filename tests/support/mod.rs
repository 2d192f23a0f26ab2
pub mod layers;
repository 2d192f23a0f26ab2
//! Infrastructure layer.
//!
//! Provides technical concerns that support the application without containing
//! business logic: configuration, retry, composition and runtime lifecycle.
//!
//! # Submodules
//!
//! - [`bootstrap`] - Composition root for runtime wiring
//! - [`config`] - Configuration loading and validation
//! - [`orchestration`] - Runtime lifecycle and health reporting
//! - [`retry`] - Backoff policy for chain calls

pub mod bootstrap;
pub mod config;
pub mod orchestration;
pub mod retry;
//! Logging configuration and initialization.

use serde::Deserialize;
use tracing_subscriber::{fmt, EnvFilter};

/// Logging configuration.
#[derive(Debug, Clone, Deserialize)]
pub struct LoggingConfig {
    #[serde(default = "default_level")]
    pub level: String,
    #[serde(default = "default_format")]
    pub format: String,
}

fn default_level() -> String {
    "info".into()
}

fn default_format() -> String {
    "pretty".into()
}

impl LoggingConfig {
    /// Initialize the tracing subscriber with this logging configuration.
    ///
    /// `RUST_LOG` takes precedence over the configured level. Calling this
    /// twice is harmless; the second subscriber is ignored.
    pub fn init(&self) {
        let filter =
            EnvFilter::try_from_default_env().unwrap_or_else(|_| EnvFilter::new(&self.level));

        let _ = match self.format.as_str() {
            "json" => fmt().json().with_env_filter(filter).try_init(),
            _ => fmt().with_env_filter(filter).try_init(),
        };
    }
}

impl Default for LoggingConfig {
    fn default() -> Self {
        Self {
            level: default_level(),
            format: default_format(),
        }
    }
}
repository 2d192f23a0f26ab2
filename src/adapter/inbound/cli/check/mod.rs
//! Configuration and readiness check handlers.

pub mod config;
pub mod health;
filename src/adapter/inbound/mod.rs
//! Inbound adapters (driving side).

pub mod cli;
//! Operator nonce allocation.
//!
//! One signing key, many concurrent targets. Every broadcast holds a
//! [`NonceLease`] from allocation until the node accepts (or rejects) the
//! transaction, so two sends can never use the same nonce.

use std::future::Future;

use tokio::sync::{Mutex, MutexGuard};
use tracing::debug;

use crate::error::ChainError;

/// Cached next nonce for the operator account.
#[derive(Debug, Default)]
pub struct NonceManager {
    next: Mutex<Option<u64>>,
}

impl NonceManager {
    #[must_use]
    pub fn new() -> Self {
        Self::default()
    }

    /// Take exclusive use of the next nonce.
    ///
    /// `fetch` is only called when no nonce is cached (first use, or after
    /// [`NonceLease::invalidate`]).
    ///
    /// # Errors
    ///
    /// Returns the error from `fetch`.
    pub async fn lease<F, Fut>(&self, fetch: F) -> Result<NonceLease<'_>, ChainError>
    where
        F: FnOnce() -> Fut,
        Fut: Future<Output = Result<u64, ChainError>>,
    {
        let mut guard = self.next.lock().await;
        let nonce = match *guard {
            Some(nonce) => nonce,
            None => {
                let nonce = fetch().await?;
                debug!(nonce, "Fetched operator nonce");
                *guard = Some(nonce);
                nonce
            }
        };
        Ok(NonceLease { guard, nonce })
    }

    /// Forget the cached nonce; the next lease refetches it.
    pub async fn reset(&self) {
        *self.next.lock().await = None;
    }

    /// Cached next nonce, if any.
    pub async fn peek(&self) -> Option<u64> {
        *self.next.lock().await
    }
}

/// Exclusive hold on one nonce. Dropping it without [`commit`](Self::commit)
/// leaves the nonce available for the next lease.
#[derive(Debug)]
pub struct NonceLease<'a> {
    guard: MutexGuard<'a, Option<u64>>,
    nonce: u64,
}

impl NonceLease<'_> {
    #[must_use]
    pub fn nonce(&self) -> u64 {
        self.nonce
    }

    /// The transaction was accepted; advance to the next nonce.
    pub fn commit(mut self) {
        *self.guard = Some(self.nonce + 1);
    }

    /// The node state is unclear; refetch before the next send.
    pub fn invalidate(mut self) {
        *self.guard = None;
    }
}
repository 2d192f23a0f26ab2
use clap::Parser;

use rebalance_keeper::adapter::inbound::cli::{self, command::Cli, output};

#[tokio::main]
async fn main() {
    let _ = dotenvy::dotenv();

    let cli = Cli::parse();
    if let Err(e) = cli::execute(cli).await {
        output::error(&e.to_string());
        std::process::exit(1);
    }
}
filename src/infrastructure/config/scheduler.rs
//! Scheduler configuration.

use std::time::Duration;

use serde::Deserialize;

/// Pass cadence and per-pass parallelism.
#[derive(Debug, Clone, Deserialize)]
pub struct SchedulerConfig {
    /// Seconds between pass starts.
    #[serde(default = "default_interval_secs")]
    pub interval_secs: u64,
    /// Targets processed concurrently within a pass.
    #[serde(default = "default_concurrency")]
    pub concurrency: usize,
    /// Run the first pass immediately instead of after one interval.
    #[serde(default = "default_run_on_start")]
    pub run_on_start: bool,
}

const fn default_interval_secs() -> u64 {
    3600 // hourly
}

const fn default_concurrency() -> usize {
    5
}

const fn default_run_on_start() -> bool {
    true
}

impl SchedulerConfig {
    #[must_use]
    pub fn interval(&self) -> Duration {
        Duration::from_secs(self.interval_secs)
    }
}

impl Default for SchedulerConfig {
    fn default() -> Self {
        Self {
            interval_secs: default_interval_secs(),
            concurrency: default_concurrency(),
            run_on_start: default_run_on_start(),
        }
    }
}
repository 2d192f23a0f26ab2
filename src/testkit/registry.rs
//! Registry and recorder fakes.

use std::sync::atomic::{AtomicU32, Ordering};

use async_trait::async_trait;
use chrono::{DateTime, Utc};
use parking_lot::Mutex;

use crate::domain::id::TargetId;
use crate::domain::pass::RebalancePass;
use crate::domain::target::RebalanceTarget;
use crate::error::{Error, RegistryError, Result};
use crate::port::{PassRecorder, TargetRegistry};

/// Registry whose store is always unreachable.
#[derive(Debug, Default)]
pub struct FailingRegistry {
    calls: AtomicU32,
}

impl FailingRegistry {
    pub fn new() -> Self {
        Self::default()
    }

    pub fn calls(&self) -> u32 {
        self.calls.load(Ordering::SeqCst)
    }
}

#[async_trait]
impl TargetRegistry for FailingRegistry {
    async fn list_eligible_targets(&self) -> std::result::Result<Vec<RebalanceTarget>, RegistryError> {
        self.calls.fetch_add(1, Ordering::SeqCst);
        Err(RegistryError::Unavailable("connection refused".to_string()))
    }

    async fn mark_rebalanced(
        &self,
        target_id: &TargetId,
        _at: DateTime<Utc>,
    ) -> std::result::Result<(), RegistryError> {
        Err(RegistryError::NotFound(target_id.to_string()))
    }
}

/// In-memory pass history. Can be told to fail every write.
#[derive(Debug, Default)]
pub struct MemoryRecorder {
    passes: Mutex<Vec<RebalancePass>>,
    fail_writes: bool,
}

impl MemoryRecorder {
    pub fn new() -> Self {
        Self::default()
    }

    pub fn failing() -> Self {
        Self {
            passes: Mutex::new(Vec::new()),
            fail_writes: true,
        }
    }

    pub fn passes(&self) -> Vec<RebalancePass> {
        self.passes.lock().clone()
    }
}

#[async_trait]
impl PassRecorder for MemoryRecorder {
    async fn record(&self, pass: &RebalancePass) -> Result<()> {
        if self.fail_writes {
            return Err(Error::Database("disk I/O error".to_string()));
        }
        self.passes.lock().push(pass.clone());
        Ok(())
    }

    async fn recent(&self, limit: usize) -> Result<Vec<RebalancePass>> {
        Ok(self.passes.lock().iter().rev().take(limit).cloned().collect())
    }
}
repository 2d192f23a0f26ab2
//! Handler for the `pass` command: one rebalance pass, then a report.

use serde_json::json;

use super::command::PassArgs;
use super::{init_logging, load_config, output};
use crate::domain::outcome::{OutcomeRecord, TargetOutcome};
use crate::domain::pass::RebalancePass;
use crate::domain::report::RunReport;
use crate::error::{Error, Result};
use crate::infrastructure::orchestration;

/// Execute a single pass. Exits non-zero only when the pass aborted.
pub async fn execute(args: &PassArgs) -> Result<()> {
    let mut config = load_config(&args.config)?;
    init_logging(&mut config, &args.logs);

    let pass = orchestration::run_once(&config).await?;
    let report = RunReport::from_pass(&pass);

    if output::is_json() {
        output::json_output(json!({
            "command": "pass",
            "report": report,
            "outcomes": pass.outcomes(),
        }));
    } else {
        print_report(&pass, &report);
    }

    match report.aborted() {
        Some(reason) => Err(Error::Connection(format!("rebalance pass aborted: {reason}"))),
        None => Ok(()),
    }
}

/// Human-readable detail for one outcome.
pub(crate) fn outcome_detail(outcome: &TargetOutcome) -> String {
    match outcome {
        TargetOutcome::Succeeded { tx_hash } | TargetOutcome::Unknown { tx_hash } => tx_hash.clone(),
        TargetOutcome::Skipped { reason } => reason.to_string(),
        TargetOutcome::Failed {
            stage,
            kind,
            message,
        } => format!("{stage}/{kind}: {message}"),
    }
}

pub(crate) fn outcome_cell(outcome: &TargetOutcome) -> (String, String) {
    let label = outcome.label();
    match outcome {
        TargetOutcome::Succeeded { .. } => output::styled_cell(label, |v| output::positive(v)),
        TargetOutcome::Skipped { .. } => output::styled_cell(label, |v| output::muted(v)),
        TargetOutcome::Failed { .. } => output::styled_cell(label, |v| output::negative(v)),
        TargetOutcome::Unknown { .. } => output::styled_cell(label, |v| output::caution(v)),
    }
}

fn print_outcome(record: &OutcomeRecord, widths: &[usize]) {
    output::table_row(
        &[
            output::cell(&record.target_id),
            output::cell(record.kind),
            outcome_cell(&record.outcome),
            output::cell(outcome_detail(&record.outcome)),
        ],
        widths,
    );
}

fn print_report(pass: &RebalancePass, report: &RunReport) {
    let counts = report.counts();

    output::section("Rebalance pass");
    output::field("Pass", report.pass_id());
    output::field("Duration", format!("{}ms", report.duration_ms()));
    if let Some(reason) = report.aborted() {
        output::field("Status", output::negative(format!("aborted: {reason}")));
        return;
    }
    output::field("Targets", counts.targets);
    output::field("Attempted", counts.attempted);
    output::field("Succeeded", output::positive(counts.succeeded));
    output::field("Skipped", counts.skipped);
    output::field(
        "Failed",
        if counts.failed > 0 {
            output::negative(counts.failed)
        } else {
            counts.failed.to_string()
        },
    );
    output::field(
        "Unknown",
        if counts.unknown > 0 {
            output::caution(counts.unknown)
        } else {
            counts.unknown.to_string()
        },
    );

    if pass.outcomes().is_empty() {
        output::hint("no targets registered; add one with `rebalance-keeper targets add`");
        return;
    }

    output::section("Outcomes");
    let widths = [42, 6, 9, 0];
    output::table_header(&[
        ("target", widths[0]),
        ("kind", widths[1]),
        ("outcome", widths[2]),
        ("detail", widths[3]),
    ]);
    for record in pass.outcomes() {
        print_outcome(record, &widths);
    }

    if !report.unknown().is_empty() {
        output::warning("Some transactions were broadcast without a receipt; the next pass re-reads them");
    }
}
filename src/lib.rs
//! Rebalance keeper: periodically triggers on-chain yield rebalancing for
//! delegated users and prediction-market vaults.
//!
//! # Architecture
//!
//! Hexagonal layout:
//!
//! - [`domain`] - Targets, on-chain snapshots, the eligibility decision,
//!   per-target outcomes, passes and run reports. No I/O.
//! - [`port`] - Traits the application drives: [`port::TargetRegistry`],
//!   [`port::ChainReader`], [`port::ChainWriter`], [`port::PassRecorder`].
//! - [`application`] - The rebalance scheduler.
//! - [`adapter`] - SQLite and in-memory registries, pass history, the EVM
//!   chain adapter (`evm` feature) and the operator CLI.
//! - [`infrastructure`] - Configuration, retry policy, wiring and runtime.
//!
//! # Features
//!
//! - `evm` (default) - JSON-RPC chain adapter built on alloy
//! - `testkit` - Scripted fakes for integration tests

pub mod adapter;
pub mod application;
pub mod domain;
pub mod error;
pub mod infrastructure;
pub mod port;

#[cfg(any(test, feature = "testkit"))]
pub mod testkit;
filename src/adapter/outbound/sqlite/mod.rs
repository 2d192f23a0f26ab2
//! SQLite persistence adapters.
//!
//! Provides the SQLite-backed target registry and pass history using
//! Diesel ORM.

pub mod database;
pub mod recorder;
pub mod registry;

pub use database::connection::{create_pool, open, run_migrations, DbPool};
pub use recorder::SqlitePassRecorder;
pub use registry::SqliteTargetRegistry;
//! Bounded retry for chain calls.
//!
//! [`RetryPolicy`] wraps one logical RPC operation and retries it with
//! exponential backoff while the error is retryable. Contract reverts and
//! other terminal errors are returned on the first occurrence.

use std::fmt;
use std::future::Future;
use std::sync::Arc;
use std::time::Duration;

use rand::Rng;
use tokio::time::sleep;
use tracing::{debug, warn};

use crate::error::ChainError;
use crate::infrastructure::config::retry::RetryConfig;

type RetryPredicate = Arc<dyn Fn(&ChainError) -> bool + Send + Sync>;

/// Retry strategy for a single chain call.
#[derive(Clone)]
pub struct RetryPolicy {
    max_attempts: u32,
    initial_backoff: Duration,
    max_backoff: Duration,
    multiplier: f64,
    jitter: bool,
    retryable: RetryPredicate,
}

impl fmt::Debug for RetryPolicy {
    fn fmt(&self, f: &mut fmt::Formatter<'_>) -> fmt::Result {
        f.debug_struct("RetryPolicy")
            .field("max_attempts", &self.max_attempts)
            .field("initial_backoff", &self.initial_backoff)
            .field("max_backoff", &self.max_backoff)
            .field("multiplier", &self.multiplier)
            .field("jitter", &self.jitter)
            .finish_non_exhaustive()
    }
}

impl Default for RetryPolicy {
    fn default() -> Self {
        Self::from_config(&RetryConfig::default())
    }
}

impl RetryPolicy {
    /// Build a policy from `[retry]` settings. Only transient errors retry.
    #[must_use]
    pub fn from_config(config: &RetryConfig) -> Self {
        Self {
            max_attempts: config.max_attempts.max(1),
            initial_backoff: config.initial_backoff(),
            max_backoff: config.max_backoff(),
            multiplier: config.backoff_multiplier.max(1.0),
            jitter: config.jitter,
            retryable: Arc::new(ChainError::is_transient),
        }
    }

    /// A policy that makes exactly one attempt.
    #[must_use]
    pub fn none() -> Self {
        Self {
            max_attempts: 1,
            ..Self::default()
        }
    }

    #[must_use]
    pub fn with_max_attempts(mut self, max_attempts: u32) -> Self {
        self.max_attempts = max_attempts.max(1);
        self
    }

    #[must_use]
    pub fn with_backoff(mut self, initial: Duration, max: Duration) -> Self {
        self.initial_backoff = initial;
        self.max_backoff = max.max(initial);
        self
    }

    #[must_use]
    pub fn with_multiplier(mut self, multiplier: f64) -> Self {
        self.multiplier = multiplier.max(1.0);
        self
    }

    #[must_use]
    pub fn with_jitter(mut self, jitter: bool) -> Self {
        self.jitter = jitter;
        self
    }

    /// Replace the retryable-error predicate.
    #[must_use]
    pub fn retry_if<F>(mut self, predicate: F) -> Self
    where
        F: Fn(&ChainError) -> bool + Send + Sync + 'static,
    {
        self.retryable = Arc::new(predicate);
        self
    }

    #[must_use]
    pub fn max_attempts(&self) -> u32 {
        self.max_attempts
    }

    /// Base delay after the given failed attempt (1-based), before jitter.
    #[must_use]
    pub fn backoff_for(&self, attempt: u32) -> Duration {
        let exponent = attempt.saturating_sub(1).min(31) as i32;
        let millis = self.initial_backoff.as_millis() as f64 * self.multiplier.powi(exponent);
        let capped = millis.min(self.max_backoff.as_millis() as f64);
        Duration::from_millis(capped as u64)
    }

    fn delay_for(&self, attempt: u32) -> Duration {
        let base = self.backoff_for(attempt);
        if !self.jitter {
            return base;
        }
        // Up to 20% on top of the base delay.
        let range = (base.as_millis() as u64) / 5;
        if range == 0 {
            return base;
        }
        base + Duration::from_millis(rand::thread_rng().gen_range(0..=range))
    }

    /// Whether the policy would retry this error at all.
    #[must_use]
    pub fn is_retryable(&self, error: &ChainError) -> bool {
        (self.retryable)(error)
    }

    /// Run `operation` until it succeeds, fails terminally, or attempts run out.
    ///
    /// The last error is returned unchanged.
    pub async fn run<T, F, Fut>(&self, label: &str, mut operation: F) -> Result<T, ChainError>
    where
        F: FnMut() -> Fut,
        Fut: Future<Output = Result<T, ChainError>>,
    {
        let mut attempt = 1;
        loop {
            match operation().await {
                Ok(value) => {
                    if attempt > 1 {
                        debug!(call = label, attempt, "Chain call succeeded after retry");
                    }
                    return Ok(value);
                }
                Err(error) if attempt < self.max_attempts && self.is_retryable(&error) => {
                    let delay = self.delay_for(attempt);
                    warn!(
                        call = label,
                        attempt,
                        max_attempts = self.max_attempts,
                        delay_ms = delay.as_millis() as u64,
                        error = %error,
                        "Retrying chain call"
                    );
                    sleep(delay).await;
                    attempt += 1;
                }
                Err(error) => return Err(error),
            }
        }
    }
}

★ ★ ★ ★

▶ Problem description
Every line of the listing that includes the word "aborted" belongs in the answer.

▶ Final answer
/// Execute a single pass. Exits non-zero only when the pass aborted.
    match report.aborted() {
        Some(reason) => Err(Error::Connection(format!("rebalance pass aborted: {reason}"))),
    if let Some(reason) = report.aborted() {
        output::field("Status", output::negative(format!("aborted: {reason}")));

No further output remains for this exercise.